### [Dataset content]
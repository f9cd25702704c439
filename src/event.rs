// Copyright (C) 2022-2025 Michael Herstine <sp1ff@pobox.com>
//
// This file is part of tracing-monitor.
//
// tracing-monitor is free software: you can redistribute it and/or modify it under the terms of the
// GNU General Public License as published by the Free Software Foundation, either version 3 of the
// License, or (at your option) any later version.
//
// mpdpopm is distributed in the hope that it will be useful, but WITHOUT ANY WARRANTY; without even
// the implied warranty of MERCHANTABILITY or FITNESS FOR A PARTICULAR PURPOSE.  See the GNU General
// Public License for more details.
//
// You should have received a copy of the GNU General Public License along with mpdpopm.  If not,
// see <http://www.gnu.org/licenses/>.

//! The log events this crate forwards.
//!
//! A [`LogEvent`] is what the front end hands the sink: a level, a message template, an ordered
//! list of structured [`Property`] values & (optionally) an [`ExceptionInfo`]. The sink only
//! ever reads a [`LogEvent`].

use crate::callsite::{capture, StackFrameInfo};

use backtrace::Backtrace;
use chrono::prelude::*;
use serde::Serialize;
use serde_json::Value;

/// One named, structured value attached to a [`LogEvent`]
#[derive(Clone, Debug, PartialEq, Serialize)]
pub struct Property {
    pub name: String,
    pub value: Value,
}

impl Property {
    pub fn new<N: Into<String>, V: Into<Value>>(name: N, value: V) -> Property {
        Property {
            name: name.into(),
            value: value.into(),
        }
    }
}

/// An error attached to a [`LogEvent`], along with (optionally) the stack on which it was raised.
///
/// Rust errors don't carry a stack trace of their own, so the frames here are whatever was
/// captured when the error was wrapped ([`ExceptionInfo::capture`]) or whatever [`Backtrace`]
/// the error was carrying ([`ExceptionInfo::with_backtrace`]).
#[derive(Clone, Debug, Serialize)]
pub struct ExceptionInfo {
    /// Type name of the error, when known
    pub type_name: Option<String>,
    pub message: String,
    /// The error's `source()`, if any
    pub inner: Option<Box<ExceptionInfo>>,
    /// Innermost (raise site) first
    #[serde(skip_serializing_if = "Option::is_none")]
    pub frames: Option<Vec<StackFrameInfo>>,
}

impl ExceptionInfo {
    /// Describe `err` (and its chain of sources); no stack is recorded.
    pub fn new<E: std::error::Error + 'static>(err: &E) -> ExceptionInfo {
        let mut info = ExceptionInfo::from_dyn(err);
        info.type_name = Some(std::any::type_name::<E>().to_string());
        info
    }
    /// Describe `err` when all we have is a trait object (the type name is lost).
    pub fn from_dyn(err: &(dyn std::error::Error + 'static)) -> ExceptionInfo {
        ExceptionInfo {
            type_name: None,
            message: err.to_string(),
            inner: err.source().map(|src| Box::new(ExceptionInfo::from_dyn(src))),
            frames: None,
        }
    }
    /// Describe `err` & record the current stack as its raise site.
    pub fn capture<E: std::error::Error + 'static>(err: &E) -> ExceptionInfo {
        ExceptionInfo::new(err).with_backtrace(&Backtrace::new())
    }
    /// Record the frames of `back` as this error's raise site.
    pub fn with_backtrace(mut self, back: &Backtrace) -> ExceptionInfo {
        self.frames = Some(capture::frames_from_backtrace(back));
        self
    }
}

impl std::convert::From<&crate::error::Error> for ExceptionInfo {
    fn from(err: &crate::error::Error) -> Self {
        let info = ExceptionInfo::new(err);
        match err.backtrace() {
            Some(back) => info.with_backtrace(back),
            None => info,
        }
    }
}

/// A structured log event.
#[derive(Clone, Debug)]
pub struct LogEvent {
    timestamp: DateTime<Utc>,
    level: crate::level::Level,
    template: String,
    properties: Vec<Property>,
    exception: Option<ExceptionInfo>,
}

impl LogEvent {
    /// A new event, stamped now, with no properties
    pub fn new<T: Into<String>>(level: crate::level::Level, template: T) -> LogEvent {
        LogEvent {
            timestamp: Utc::now(),
            level,
            template: template.into(),
            properties: Vec::new(),
            exception: None,
        }
    }
    /// Add a property; a property of the same name is replaced in place, keeping its position.
    pub fn with_property<N: Into<String>, V: Into<Value>>(mut self, name: N, value: V) -> Self {
        self.set_property(Property::new(name, value));
        self
    }
    pub fn with_exception(mut self, exception: ExceptionInfo) -> Self {
        self.exception = Some(exception);
        self
    }
    pub fn at(mut self, timestamp: DateTime<Utc>) -> Self {
        self.timestamp = timestamp;
        self
    }
    pub(crate) fn set_property(&mut self, prop: Property) {
        match self.properties.iter_mut().find(|p| p.name == prop.name) {
            Some(existing) => existing.value = prop.value,
            None => self.properties.push(prop),
        }
    }
    pub fn timestamp(&self) -> DateTime<Utc> {
        self.timestamp
    }
    pub fn level(&self) -> crate::level::Level {
        self.level
    }
    pub fn template(&self) -> &str {
        &self.template
    }
    /// Properties in the order in which they were attached
    pub fn properties(&self) -> &[Property] {
        &self.properties
    }
    pub fn property(&self, name: &str) -> Option<&Value> {
        self.properties
            .iter()
            .find(|p| p.name == name)
            .map(|p| &p.value)
    }
    pub fn exception(&self) -> Option<&ExceptionInfo> {
        self.exception.as_ref()
    }
}

/// Escape `text` so that it renders verbatim as a message template.
pub fn literal_template(text: &str) -> String {
    text.replace('{', "{{").replace('}', "}}")
}

#[cfg(test)]
mod test {

    use super::*;

    use crate::level::Level;

    #[derive(Debug)]
    struct Outer {
        inner: std::io::Error,
    }
    impl std::fmt::Display for Outer {
        fn fmt(&self, f: &mut std::fmt::Formatter<'_>) -> std::fmt::Result {
            write!(f, "The outermost exception")
        }
    }
    impl std::error::Error for Outer {
        fn source(&self) -> Option<&(dyn std::error::Error + 'static)> {
            Some(&self.inner)
        }
    }

    #[test]
    fn properties_keep_their_order() {
        let event = LogEvent::new(Level::Information, "Hello {name}")
            .with_property("name", "world")
            .with_property("count", 3)
            .with_property("name", "again");
        let names: Vec<&str> = event.properties().iter().map(|p| p.name.as_str()).collect();
        assert_eq!(names, vec!["name", "count"]);
        assert_eq!(event.property("name"), Some(&Value::from("again")));
        assert_eq!(event.property("missing"), None);
    }

    #[test]
    fn exception_chain() {
        let err = Outer {
            inner: std::io::Error::new(std::io::ErrorKind::Other, "The innermost exception"),
        };
        let info = ExceptionInfo::new(&err);
        assert_eq!(info.message, "The outermost exception");
        assert!(info.type_name.unwrap().ends_with("Outer"));
        let inner = info.inner.unwrap();
        assert_eq!(inner.message, "The innermost exception");
        assert!(inner.type_name.is_none());
        assert!(inner.inner.is_none());
        assert!(info.frames.is_none());
    }

    #[test]
    fn captured_exception_has_frames() {
        let err = std::io::Error::new(std::io::ErrorKind::Other, "boom");
        let info = ExceptionInfo::capture(&err);
        assert!(!info.frames.unwrap().is_empty());
    }

    #[test]
    fn literal_templates() {
        assert_eq!(literal_template("a {b} c"), "a {{b}} c");
        assert_eq!(literal_template("plain"), "plain");
    }
}
//! Run configuration, stored as YAML.
//!
//! ```yaml
//! time:
//!   start: 0.0
//!   end: 86400.0
//!   desired_delta_t: 900.0
//! solver:
//!   tolerance: 1.0e-8
//!   maximal_iterations: 50
//! desired_delta_x: 1000.0
//! seed: 42
//! ```
//!
//! Missing sections and fields take their defaults.

use std::path::Path;

use gp_components::Pipe;
use gp_solver::NewtonConfig;
use serde::{Deserialize, Serialize};

use crate::error::{SimError, SimResult};

#[derive(Debug, Clone, PartialEq, Serialize, Deserialize)]
#[serde(default)]
pub struct SimConfig {
    pub time: TimeConfig,
    pub solver: SolverConfig,
    /// Spacing pipes are discretized with, in meters.
    pub desired_delta_x: f64,
    /// Seed of the stochastic loads.
    pub seed: u64,
}

impl Default for SimConfig {
    fn default() -> Self {
        Self {
            time: TimeConfig::default(),
            solver: SolverConfig::default(),
            desired_delta_x: 1000.0,
            seed: 0,
        }
    }
}

/// Simulated interval in seconds.
#[derive(Debug, Clone, Copy, PartialEq, Serialize, Deserialize)]
#[serde(default)]
pub struct TimeConfig {
    pub start: f64,
    pub end: f64,
    pub desired_delta_t: f64,
}

impl Default for TimeConfig {
    fn default() -> Self {
        Self {
            start: 0.0,
            end: 3600.0,
            desired_delta_t: 60.0,
        }
    }
}

#[derive(Debug, Clone, Copy, PartialEq, Serialize, Deserialize)]
#[serde(default)]
pub struct SolverConfig {
    pub tolerance: f64,
    pub maximal_iterations: usize,
    pub minimal_stepsize: f64,
    /// Refactor the Jacobian at every Newton iteration instead of reusing the
    /// first factorization of a solve.
    pub use_full_jacobian: bool,
    /// Rebuild the Jacobian pattern from triplets at every time step.
    pub rebuild_jacobian_every_step: bool,
}

impl Default for SolverConfig {
    fn default() -> Self {
        let newton = NewtonConfig::default();
        Self {
            tolerance: newton.tolerance,
            maximal_iterations: newton.maximal_iterations,
            minimal_stepsize: newton.minimal_stepsize,
            use_full_jacobian: true,
            rebuild_jacobian_every_step: false,
        }
    }
}

impl SolverConfig {
    pub fn newton_config(&self) -> NewtonConfig {
        NewtonConfig {
            tolerance: self.tolerance,
            maximal_iterations: self.maximal_iterations,
            minimal_stepsize: self.minimal_stepsize,
        }
    }
}

impl SimConfig {
    pub fn load_yaml(path: &Path) -> SimResult<Self> {
        let content = std::fs::read_to_string(path)?;
        Self::from_yaml_str(&content)
    }

    pub fn from_yaml_str(content: &str) -> SimResult<Self> {
        let config: SimConfig = serde_yaml::from_str(content)?;
        config.validate()?;
        Ok(config)
    }

    pub fn save_yaml(&self, path: &Path) -> SimResult<()> {
        self.validate()?;
        let content = serde_yaml::to_string(self)?;
        std::fs::write(path, content)?;
        Ok(())
    }

    /// A pipe discretized with the configured `desired_delta_x`.
    pub fn pipe(&self, length: f64, diameter: f64, roughness: f64) -> SimResult<Pipe> {
        Ok(Pipe::new(length, diameter, roughness, self.desired_delta_x)?)
    }

    pub fn validate(&self) -> SimResult<()> {
        let time = &self.time;
        if !(time.start.is_finite() && time.end.is_finite()) {
            return Err(SimError::config("time.start and time.end must be finite"));
        }
        if time.end <= time.start {
            return Err(SimError::config(format!(
                "time.end ({}) must lie after time.start ({})",
                time.end, time.start
            )));
        }
        positive("time.desired_delta_t", time.desired_delta_t)?;
        positive("desired_delta_x", self.desired_delta_x)?;
        positive("solver.tolerance", self.solver.tolerance)?;
        positive("solver.minimal_stepsize", self.solver.minimal_stepsize)?;
        if self.solver.maximal_iterations == 0 {
            return Err(SimError::config("solver.maximal_iterations must be at least 1"));
        }
        Ok(())
    }
}

fn positive(field: &str, value: f64) -> SimResult<()> {
    if value > 0.0 && value.is_finite() {
        Ok(())
    } else {
        Err(SimError::config(format!("{field} must be positive, got {value}")))
    }
}

#[cfg(test)]
mod tests {
    use super::*;

    #[test]
    fn defaults_are_valid() {
        SimConfig::default().validate().unwrap();
    }

    #[test]
    fn partial_yaml_fills_defaults() {
        let config = SimConfig::from_yaml_str(
            "time:\n  end: 7200.0\nsolver:\n  maximal_iterations: 20\nseed: 7\n",
        )
        .unwrap();
        assert_eq!(config.time.end, 7200.0);
        assert_eq!(config.time.desired_delta_t, 60.0);
        assert_eq!(config.solver.maximal_iterations, 20);
        assert_eq!(config.solver.tolerance, 1e-8);
        assert_eq!(config.seed, 7);
    }

    #[test]
    fn non_positive_steps_are_rejected() {
        let mut config = SimConfig::default();
        config.time.desired_delta_t = 0.0;
        assert!(matches!(config.validate(), Err(SimError::Config { .. })));

        let mut config = SimConfig::default();
        config.solver.tolerance = -1.0;
        assert!(config.validate().is_err());

        let mut config = SimConfig::default();
        config.time.end = config.time.start;
        assert!(config.validate().is_err());
    }

    #[test]
    fn yaml_file_round_trip() {
        let path = std::env::temp_dir().join(format!("gp-sim-config-{}.yaml", std::process::id()));
        let mut config = SimConfig::default();
        config.seed = 99;
        config.solver.use_full_jacobian = false;
        config.save_yaml(&path).unwrap();
        let loaded = SimConfig::load_yaml(&path).unwrap();
        std::fs::remove_file(&path).unwrap();
        assert_eq!(loaded, config);
    }

    #[test]
    fn pipes_follow_the_configured_spacing() {
        let mut config = SimConfig::default();
        config.desired_delta_x = 2_500.0;
        let pipe = config.pipe(10_000.0, 0.5, 1e-5).unwrap();
        assert_eq!(pipe.number_of_points(), 5);
        assert_eq!(pipe.delta_x(), 2_500.0);
    }

    #[test]
    fn malformed_yaml_is_an_error() {
        let err = SimConfig::from_yaml_str("time: [1, 2").unwrap_err();
        assert!(matches!(err, SimError::Yaml(_)));
    }
}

### [Problem description]
For the word "loaded", state how many lines of the entries contain it, with nothing else.

### [Task result]
2